Many of my fellow nostalgia blogger friends wouldn’t believe that I walk the blog today to live dangerously at risk to capture the photos at the Benjamin Sheares bridge.
Before I tell the stories on two parts of this blog, please let me share my personal experience to gather the information and capture the moments of my thoughts with the “memory aids” with photos I took.
My blog topic is to juxtapose the current photos of a little known place in Singapore: Tanjong Rhu (Tg Rhu).
I could just be contented to “blog in the mind” safely from the research from sources found on the Internet at home for new photos and the archived photos with the courtesy of the National Archives of Singapore for reliable material from NewspaperSG or Infopedia of the National Library Board, Singapore.
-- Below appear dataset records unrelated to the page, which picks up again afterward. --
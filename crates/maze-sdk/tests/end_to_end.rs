//! 端到端场景：SimRobot 上的完整探索 → 求解 → 回放

use maze_sdk::control::explorer::{ExitScan, JunctionView, TurnDecision, select_turn};
use maze_sdk::hal::mock::MazeDescription;
use maze_sdk::map::DirMarks;
use maze_sdk::prelude::*;
use rand::SeedableRng;
use rand::rngs::StdRng;
use std::collections::{BTreeMap, VecDeque};

/// 起点北行 2 格到路口；路口西 1 格为终点，北 1 格为死路
fn junction_maze() -> SimMaze {
    SimMaze::new(Position::new(0, 0))
        .line((0, 0), (0, 2))
        .and_then(|m| m.line((0, 2), (-1, 2)))
        .and_then(|m| m.line((0, 2), (0, 3)))
        .unwrap()
        .with_finish(Position::new(-1, 2))
}

/// 仿真迷宫上起点到终点的最少跳数
fn bfs_hops(maze: &SimMaze) -> u32 {
    let finish = maze.finish().unwrap();
    let mut dist = BTreeMap::from([(maze.start(), 0u32)]);
    let mut queue = VecDeque::from([maze.start()]);
    while let Some(p) = queue.pop_front() {
        let d = dist[&p];
        if p == finish {
            return d;
        }
        for dir in maze.exits(p) {
            let next = p.neighbor(dir);
            if !dist.contains_key(&next) {
                dist.insert(next, d + 1);
                queue.push_back(next);
            }
        }
    }
    panic!("finish unreachable in fixture");
}

fn cost_at(grid: &Grid, logical: Position) -> u16 {
    grid.cell(grid.to_window(logical)).unwrap().cost
}

#[test]
fn test_junction_maze_costs_and_path() {
    let solver = MazeSolver::new(SimRobot::new(junction_maze()), ControlConfig::default()).unwrap();
    let solver = solver.map_maze().unwrap();

    let grid = solver.grid();
    assert_eq!(cost_at(grid, Position::new(-1, 2)), 0);
    assert_eq!(cost_at(grid, Position::new(0, 2)), 1);
    assert_eq!(cost_at(grid, Position::new(0, 0)), 3);

    assert_eq!(
        solver.path().segments(),
        &[PathSegment::new(Turn::Left, 3), PathSegment::new(Turn::Finish, 2)]
    );
    assert_eq!(solver.path().to_string(), "L3 F2");
}

#[test]
fn test_replay_both_modes() {
    let solver = MazeSolver::new(SimRobot::new(junction_maze()), ControlConfig::default()).unwrap();
    let mut solver = solver.map_maze().unwrap();

    solver.robot_mut().reset();
    let slow = solver.run_maze_conservative();
    assert!(slow.reached_finish);
    assert_eq!(slow.runs, 2);

    solver.robot_mut().reset();
    let fast = solver.run_maze_aggressive();
    assert!(fast.reached_finish);
    assert!(fast.elapsed_ms < slow.elapsed_ms);
    assert!(!solver.robot().is_derailed());
}

#[test]
fn test_first_finish_policy() {
    let mut config = ControlConfig::default();
    config.exploration.finish_policy = FinishPolicy::FirstFinish;
    let solver = MazeSolver::new(SimRobot::new(junction_maze()), config).unwrap();
    let solver = solver.map_maze().unwrap();

    let report = solver.exploration_report();
    assert!(!report.closed);
    assert_eq!(report.segments, 2);
    assert_eq!(solver.path().to_string(), "L3 F2");

    // 北侧死路没有走过，只记录了出口
    let grid = solver.grid();
    let junction = grid.to_window(Position::new(0, 2));
    assert_eq!(grid.edge_marks(junction, Direction::North), 0);
    assert!(grid.has_exit(junction, Direction::North));
}

#[test]
fn test_straight_through_side_branch() {
    // 起点北行 3 格到终点；第 1 格处向东有一条死路
    let maze = SimMaze::new(Position::new(0, 0))
        .line((0, 0), (0, 3))
        .and_then(|m| m.line((0, 1), (1, 1)))
        .unwrap()
        .with_finish(Position::new(0, 3));

    let solver = MazeSolver::new(SimRobot::new(maze), ControlConfig::default()).unwrap();
    let mut solver = solver.map_maze().unwrap();
    assert_eq!(solver.path().to_string(), "S2 F3");

    solver.robot_mut().reset();
    assert!(solver.run_maze_aggressive().reached_finish);
    solver.robot_mut().reset();
    assert!(solver.run_maze_conservative().reached_finish);
}

#[test]
fn test_maze_from_toml_description() {
    let text = r#"
        start = [0, 0]
        finish = [2, 3]
        lines = [
            [0, 0, 0, 3],
            [0, 3, 2, 3],
            [0, 2, -2, 2],
            [-1, 2, -1, 4],
        ]
    "#;
    let desc: MazeDescription = toml::from_str(text).unwrap();
    let maze = SimMaze::try_from(&desc).unwrap();
    let hops = bfs_hops(&maze);

    let solver = MazeSolver::new(SimRobot::new(maze), ControlConfig::default()).unwrap();
    let mut solver = solver.map_maze().unwrap();
    assert!(solver.exploration_report().closed);
    assert_eq!(solver.path().total_hops(), hops);
    assert_eq!(solver.path().to_string(), "S3 R2 F3");

    solver.robot_mut().reset();
    assert!(solver.run_maze_aggressive().reached_finish);
}

#[test]
fn test_random_trees_solve_and_replay() {
    for seed in 0..8u64 {
        let mut rng = StdRng::seed_from_u64(seed);
        let (width, height) = [(3, 3), (5, 4), (8, 7), (6, 6)][seed as usize % 4];
        let maze = random_tree(&mut rng, width, height).unwrap();
        let hops = bfs_hops(&maze);

        let solver = MazeSolver::new(SimRobot::new(maze.clone()), ControlConfig::default()).unwrap();
        let mut solver = solver.map_maze().unwrap();

        let report = solver.exploration_report();
        assert!(report.closed, "seed {}", seed);
        assert_eq!(report.loops_detected, 0, "seed {}", seed);
        assert_eq!(solver.path().total_hops(), hops, "seed {}: {}", seed, solver.path());

        // 树上的 Tremaux：每条边恰好走两次
        let grid = solver.grid();
        for (p, d) in maze.edges() {
            assert_eq!(
                grid.edge_marks(grid.to_window(p), d),
                2,
                "seed {}: edge {} {}",
                seed,
                p,
                d
            );
        }

        solver.robot_mut().reset();
        assert!(solver.run_maze_conservative().reached_finish, "seed {} conservative", seed);
        solver.robot_mut().reset();
        assert!(solver.run_maze_aggressive().reached_finish, "seed {} aggressive", seed);
        assert!(!solver.robot().is_derailed(), "seed {}", seed);
    }
}

#[test]
fn test_unreachable_finish_is_reported() {
    // 终点色块不在任何线上
    let maze = SimMaze::new(Position::new(0, 0))
        .line((0, 0), (0, 2))
        .unwrap()
        .with_finish(Position::new(5, 5));
    let solver = MazeSolver::new(SimRobot::new(maze), ControlConfig::default()).unwrap();
    let err = solver.map_maze().err().unwrap();
    assert!(matches!(err, ControlError::FinishNotFound));
}

#[test]
fn test_loop_scenario_turns_back() {
    // 经由新边回到到访过的路口：无论传感器报告哪些出口都掉头
    for exits in [
        ExitScan { left: true, straight: true, right: true },
        ExitScan { left: false, straight: true, right: false },
        ExitScan::NONE,
    ] {
        let view = JunctionView {
            heading: Direction::West,
            exits,
            marks: DirMarks([1, 1, 0, 0]),
            visited: true,
        };
        assert_eq!(select_turn(&view), TurnDecision::LoopBack);
    }
}

#[test]
fn test_loop_maze_degrades_gracefully() {
    // 一个方形环：起点北行进入环，终点挂在环的远端
    let maze = SimMaze::new(Position::new(0, 0))
        .line((0, 0), (0, 1))
        .and_then(|m| m.line((-1, 1), (1, 1)))
        .and_then(|m| m.line((-1, 1), (-1, 3)))
        .and_then(|m| m.line((1, 1), (1, 3)))
        .and_then(|m| m.line((-1, 3), (1, 3)))
        .and_then(|m| m.line((0, 3), (0, 4)))
        .unwrap()
        .with_finish(Position::new(0, 4));
    let hops = bfs_hops(&maze);

    let solver = MazeSolver::new(SimRobot::new(maze), ControlConfig::default()).unwrap();
    let mut solver = solver.map_maze().unwrap();
    assert!(solver.exploration_report().loops_detected > 0);
    assert_eq!(solver.path().total_hops(), hops);

    solver.robot_mut().reset();
    assert!(solver.run_maze_conservative().reached_finish);
}
//! 线段跟随（PID 循迹）
//!
//! # 算法
//!
//! ```text
//! error        = position - 2000
//! integral    += error
//! derivative   = error - last_error
//! differential = error / 20 + integral / 10000 + derivative * 3 / 2
//! ```
//!
//! 差值钳位到 `±max_power` 后分配到两侧电机：
//! 差值 < 0 时 `(max + diff, max)`，否则 `(max, max - diff)`，两侧功率都不为负。
//!
//! # 终止条件
//!
//! - **死路**：中间三个传感器都低于 100
//! - **路口**：任一外侧传感器高于 200
//!
//! 电机在检查终止条件之前已经更新。除此之外循环不会退出。
//!
//! 高速版本把 `max_power` 换成随时间变化的速度曲线（见 [`SpeedProfile`]），
//! 并可以忽略前若干个路口；没有死路检查。

use crate::config::{FollowerConfig, PidGains, SpeedConfig};
use maze_hal::{LINE_CENTER, LineReading, LineRobot};
use tracing::{debug, trace};

/// PID 状态
#[derive(Debug, Clone)]
pub struct LineTracker {
    gains: PidGains,
    integral: i64,
    last_error: i32,
}

impl LineTracker {
    pub fn new(gains: PidGains) -> Self {
        Self {
            gains,
            integral: 0,
            last_error: 0,
        }
    }

    /// 输入线位置，返回未钳位的差值
    pub fn update(&mut self, position: u16) -> i32 {
        let error = position as i32 - LINE_CENTER as i32;
        let derivative = error - self.last_error;
        self.integral += error as i64;
        self.last_error = error;

        let g = &self.gains;
        error / g.p_divisor
            + (self.integral / g.i_divisor as i64) as i32
            + derivative * g.d_numerator / g.d_denominator
    }

    pub fn integral(&self) -> i64 {
        self.integral
    }

    pub fn reset(&mut self) {
        self.integral = 0;
        self.last_error = 0;
    }
}

/// 一次电机分配结果
#[derive(Debug, Clone, Copy, PartialEq, Eq)]
pub struct Steering {
    pub left: i16,
    pub right: i16,
    /// 钳位后的差值
    pub differential: i32,
}

/// 差值 → 电机功率
///
/// 左右功率之差恒等于钳位后的差值。
pub fn steer(differential: i32, max_power: i32) -> Steering {
    let diff = differential.clamp(-max_power, max_power);
    let (left, right) = if diff < 0 {
        (max_power + diff, max_power)
    } else {
        (max_power, max_power - diff)
    };
    Steering {
        left: left as i16,
        right: right as i16,
        differential: diff,
    }
}

/// 跟随终止原因
#[derive(Debug, Clone, Copy, PartialEq, Eq)]
pub enum SegmentEnd {
    DeadEnd,
    Intersection,
}

/// 一次跟随的结果
#[derive(Debug, Clone, Copy, PartialEq, Eq)]
pub struct FollowOutcome {
    pub end: SegmentEnd,
    /// 循环次数（含终止的那一次）
    pub iterations: u32,
    /// 最后一次迭代的钳位差值
    pub differential: i32,
    pub elapsed_ms: u32,
}

/// 高速回放速度曲线
#[derive(Debug, Clone, Copy, PartialEq, Eq)]
pub struct SpeedProfile {
    config: SpeedConfig,
}

impl SpeedProfile {
    pub fn new(config: SpeedConfig) -> Self {
        Self { config }
    }

    /// 全速窗口长度（ms）
    pub fn full_speed_ms(&self, cells: u8) -> i32 {
        self.config.ms_per_cell * (cells as i32 - self.config.cell_bias) + self.config.window_offset_ms
    }

    /// `elapsed_ms` 时刻允许的最大功率
    pub fn max_power(&self, elapsed_ms: u32, full_speed_ms: i32) -> i32 {
        let c = &self.config;
        let elapsed = elapsed_ms.min(i32::MAX as u32) as i32;
        let ceiling = c.ceiling as i32;

        let accel = (c.floor as i32).saturating_add(elapsed.saturating_mul(c.accel_per_ms)).min(ceiling);

        let over = elapsed - full_speed_ms;
        let decel = if over > c.decel_window_ms {
            c.decel_floor as i32
        } else if over > 0 {
            ceiling - over / c.decay_divisor
        } else {
            ceiling
        };

        accel.min(decel)
    }
}

/// 线段跟随器
#[derive(Debug, Clone, Copy)]
pub struct SegmentFollower {
    config: FollowerConfig,
}

impl SegmentFollower {
    pub fn new(config: FollowerConfig) -> Self {
        Self { config }
    }

    fn is_dead_end(&self, reading: &LineReading) -> bool {
        reading.center().iter().all(|&v| v < self.config.dead_end_threshold)
    }

    fn is_intersection(&self, reading: &LineReading) -> bool {
        reading.left() > self.config.intersection_threshold
            || reading.right() > self.config.intersection_threshold
    }

    /// 以基础功率跟随，直到死路或路口
    pub fn follow<R: LineRobot + ?Sized>(&self, robot: &mut R) -> FollowOutcome {
        let begin = robot.get_ms();
        let mut tracker = LineTracker::new(self.config.gains);
        let max_power = self.config.base_power as i32;
        let mut iterations = 0;

        loop {
            let reading = robot.read_line();
            iterations += 1;

            let steering = steer(tracker.update(reading.position), max_power);
            robot.set_motors(steering.left, steering.right);
            trace!(
                position = reading.position,
                differential = steering.differential,
                "follow"
            );

            let end = if self.is_dead_end(&reading) {
                SegmentEnd::DeadEnd
            } else if self.is_intersection(&reading) {
                SegmentEnd::Intersection
            } else {
                continue;
            };

            let outcome = FollowOutcome {
                end,
                iterations,
                differential: steering.differential,
                elapsed_ms: robot.get_ms().wrapping_sub(begin),
            };
            debug!(?end, iterations, elapsed_ms = outcome.elapsed_ms, "Segment followed");
            return outcome;
        }
    }

    /// 按速度曲线跟随 `cells` 格，忽略前 `ignore` 个路口
    ///
    /// 一个宽路口持续多次迭代时只计数一次。
    pub fn follow_aggressive<R: LineRobot + ?Sized>(
        &self,
        robot: &mut R,
        profile: &SpeedProfile,
        cells: u8,
        ignore: u8,
    ) -> FollowOutcome {
        let begin = robot.get_ms();
        let full_speed_ms = profile.full_speed_ms(cells);
        let mut tracker = LineTracker::new(self.config.gains);
        let mut iterations = 0;
        let mut seen: u32 = 0;
        let mut on_intersection = false;

        loop {
            let reading = robot.read_line();
            iterations += 1;

            let differential = tracker.update(reading.position);
            let elapsed = robot.get_ms().wrapping_sub(begin);
            let max_power = profile.max_power(elapsed, full_speed_ms);
            let steering = steer(differential, max_power);
            robot.set_motors(steering.left, steering.right);
            trace!(
                position = reading.position,
                max_power,
                differential = steering.differential,
                "follow_aggressive"
            );

            if !self.is_intersection(&reading) {
                on_intersection = false;
                continue;
            }
            if !on_intersection {
                on_intersection = true;
                seen += 1;
            }
            if seen > ignore as u32 {
                debug!(cells, ignore, iterations, elapsed_ms = elapsed, "Run followed");
                return FollowOutcome {
                    end: SegmentEnd::Intersection,
                    iterations,
                    differential: steering.differential,
                    elapsed_ms: elapsed,
                };
            }
        }
    }
}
It took me several weeks in my mind to prepare this blog. So I thought it would be a good idea to take a walk to Tanjong Rhu this morning for the new blog topic assignment.
It was a sunny morning and I went on the trip alone to post on the blog.
I know Tanjong Rhu well in my young days over 40 years ago and have travelled in public buses and cars to pass the place through the Benjamin Sheares Bridge.
However, I did not realize that certain parts of the bridge are not accessible to pedestrians along the East Coast Parkway and strictly for vehicular traffic only. I am not a jaywalker and vehicles have the right of way on the expressway.
Fortunately, the vehicular traffic this morning was quite light and I walked carefully to be seen by the drivers. As there were no traffic lights for the entire stretch of the expressway, the drivers were speeding as fast as they could.
As I am no longer young, active and agile as a pioneer generation guy, I could not walk too fast. I walked slowly to watch out for speeding vehicles and kept to the edge of the road in the direction against the traffic. Thank goodness I completed the walk to blog safely without incidents. I wouldn’t dare to do the same thing at night or when it rains or heavy thunderstorm.
A photo journal on this blog to highlight as a guidance to take a safer route along the pedestrian bridge.
Please note that it is a traffic offence to walk along the expressway and ignorance of traffic laws in Singapore or anywhere else is no excuse.
Cautiously, I headed forward in the direction of Fort Road next to Tanjong Rhu Road. A photo to show the direction signboard of the Singapore Swimming Club and Dunman High School, where my daughter studied in the old school and transferred to the new one several years ago.
The only people I met at the ECP expressway were the 2 gardeners working there. They smiled and greeted me when I told them that I was taking some photos.
Safe & Recommended Route to the Bridge
After climbing up the staircase from the mud path and reached the pedestrian section of the bridge safely, I had a sigh of relief.
Wow … the beautiful scene of Singapore from the Benjamin Sheares Bridge was
breath-taking on a bright sunny day.
Please share these scenic photos of Singapore on this blog with me. This was the first time I did it on an adventurous journey to experience, to absorb the unforgettable spectacular scenes at some spots. As I stood there for some moments to watch at the sky, the sea, the ships in the harbour and breathe in the fresh air and the sight. It was a hazeless day when I visited the place.
I wondered how wonderful this unusual spot on the bridge was the view the scenes and to photograph. The thought moments indeed.
Decades ago before the Benjamin Sheares bridge, the ECP express, the Marina Bay, the Singapore Flyer, the Garden of the Bay and other surrounding building and high-rise modern-designed condominiums without the east coast reclamation, this place was just a flat land at the mouth of the Singapore River to the sea.
Today is the tomorrow of yesterday. The present is the future of the past. Our founding forefathers who developed and built independent Singapore 50 years ago in the past, they were speaking about the “future” today. They are the visionaries of Singapore, the “action” people who changed and remake Singapore.
Over 100 years ago, this was a mud flat swamp.
Today, this is a modern city.
Ten years from now, this will be a metropolis. Never fear.